While some of the debate has been far-reaching, this bill has really opened up a conversation to educate people about the importance and effectiveness of vaccinations. Not only are they scientifically proven to be safe and useful, they’ve helped reduce the number of preventable outbreaks that have previously killed thousands of people.
Now that SB 277 is law, I know our communities will be healthier and our schools will be safer.
Dr. Sion Roy
FROM THE WEB:
To vaccinate or not is not the issue. The issue is preserving parental rights. I vaccinated my kids on an extremely spread-out schedule to minimize possible dangerous side effects associated with vaccinations. SB 277 will no longer allow a parent to spread out the vaccinations. If you don’t follow the schedule, you can’t go to school. Ben Allen did not listen to his constituents. Really, what was he thinking? Just look at the area he represents.
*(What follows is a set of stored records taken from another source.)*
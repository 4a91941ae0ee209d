//! The block-session facade tying deliveries to one atomic commit.

use std::collections::HashSet;

use bulletin_proto::{Bulletin, BulletinType, TopicHash, TxEnvelope};

use crate::domain::config::StoreConfig;
use crate::domain::errors::{DeliverResponse, ResponseCode, StoreError};
use crate::domain::url::GanyUrl;
use crate::ports::inbound::BulletinRegistryApi;
use crate::ports::outbound::{OrderedKvStore, TimeSource, WriteBatch};
use crate::service::store::BulletinStore;
use crate::service::{query, resolver};

/// One open block: the staged write batch plus the delivery cursor.
struct BlockSession {
    batch: Box<dyn WriteBatch>,
    height: i64,
    block_time: i64,
    tx_index: i64,
}

/// The per-shard registry service.
///
/// Owns the store handle and the clock; holds at most one open block
/// session at a time. The consensus driver calls the write side
/// serially; readers go through committed snapshots and never touch the
/// session.
pub struct BulletinRegistry<S, T>
where
    S: OrderedKvStore,
    T: TimeSource,
{
    store: S,
    clock: T,
    engine: BulletinStore,
    session: Option<BlockSession>,
}

impl<S, T> BulletinRegistry<S, T>
where
    S: OrderedKvStore,
    T: TimeSource,
{
    pub fn new(store: S, clock: T, config: StoreConfig) -> Self {
        Self {
            store,
            clock,
            engine: BulletinStore::new(config),
            session: None,
        }
    }

    pub fn config(&self) -> &StoreConfig {
        self.engine.config()
    }

    /// Whether a block session is currently open.
    pub fn in_block(&self) -> bool {
        self.session.is_some()
    }

    /// Drop the open session without committing, rolling the block back.
    pub fn abort_block(&mut self) {
        if let Some(session) = self.session.take() {
            tracing::warn!(height = session.height, "block session aborted");
        }
    }
}

impl<S, T> BulletinRegistryApi for BulletinRegistry<S, T>
where
    S: OrderedKvStore,
    T: TimeSource,
{
    fn begin_block(&mut self, height: i64, block_time_sec: i64) -> Result<(), StoreError> {
        let batch = self.store.begin()?;
        self.session = Some(BlockSession {
            batch,
            height,
            block_time: block_time_sec,
            tx_index: 0,
        });
        Ok(())
    }

    fn check_tx(&self, tx: &[u8]) -> DeliverResponse {
        let envelope = TxEnvelope::from_bytes(tx.to_vec());
        match envelope.validate() {
            Ok(()) => DeliverResponse::ok(),
            Err(err) => DeliverResponse {
                code: ResponseCode::from(&err),
                log: err.to_string(),
            },
        }
    }

    fn deliver_tx(&mut self, tx: &[u8]) -> DeliverResponse {
        let envelope = TxEnvelope::from_bytes(tx.to_vec());
        if let Err(err) = envelope.validate() {
            return DeliverResponse {
                code: ResponseCode::from(&err),
                log: err.to_string(),
            };
        }

        let session = match self.session.as_mut() {
            Some(session) => session,
            None => {
                return DeliverResponse {
                    code: ResponseCode::Other,
                    log: "no open block session".to_string(),
                }
            }
        };

        let now = self.clock.now();
        match self.engine.put(
            session.batch.as_mut(),
            &envelope,
            session.block_time,
            session.tx_index,
            now,
        ) {
            Ok(()) => {
                session.tx_index += 1;
                DeliverResponse::ok()
            }
            Err(err) => {
                tracing::error!(
                    height = session.height,
                    tx_index = session.tx_index,
                    error = %err,
                    "put bulletin failed"
                );
                DeliverResponse {
                    code: ResponseCode::from(&err),
                    log: err.to_string(),
                }
            }
        }
    }

    fn end_block(&mut self, _height: i64) {}

    fn commit(&mut self) -> Result<(), StoreError> {
        let session = self.session.take().ok_or_else(|| StoreError::Store {
            message: "commit without an open block session".to_string(),
        })?;
        session.batch.commit()?;
        tracing::debug!(height = session.height, txs = session.tx_index, "block committed");
        Ok(())
    }

    fn get_by_url(&self, url: &GanyUrl) -> Result<Vec<u8>, StoreError> {
        let view = self.store.view()?;
        resolver::get_by_url(view.as_ref(), url)
    }

    fn query_by_topic_and_time(
        &self,
        bulletin_type: BulletinType,
        topic_hash: &TopicHash,
        start_sec: i64,
        end_sec: i64,
        exclude_sns: &HashSet<String>,
    ) -> Result<Vec<Bulletin>, StoreError> {
        let view = self.store.view()?;
        let (bulletins, _count) = query::query_by_topic_and_time(
            view.as_ref(),
            self.engine.config(),
            bulletin_type,
            topic_hash,
            start_sec,
            end_sec,
            exclude_sns,
        )?;
        Ok(bulletins)
    }
}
So glad this passed. We spent the last year worried that an unvaccinated child would pass the measles or another disease to my grandchild, who was not old enough to be vaccinated. Her parents ended up having a nanny for a lot longer than they planned in order to keep her out of day care, where children may or may not be from a home that doesn’t vaccinate. If you feel so strongly about not vaccinating your children, then you should home-school them as well for the public good.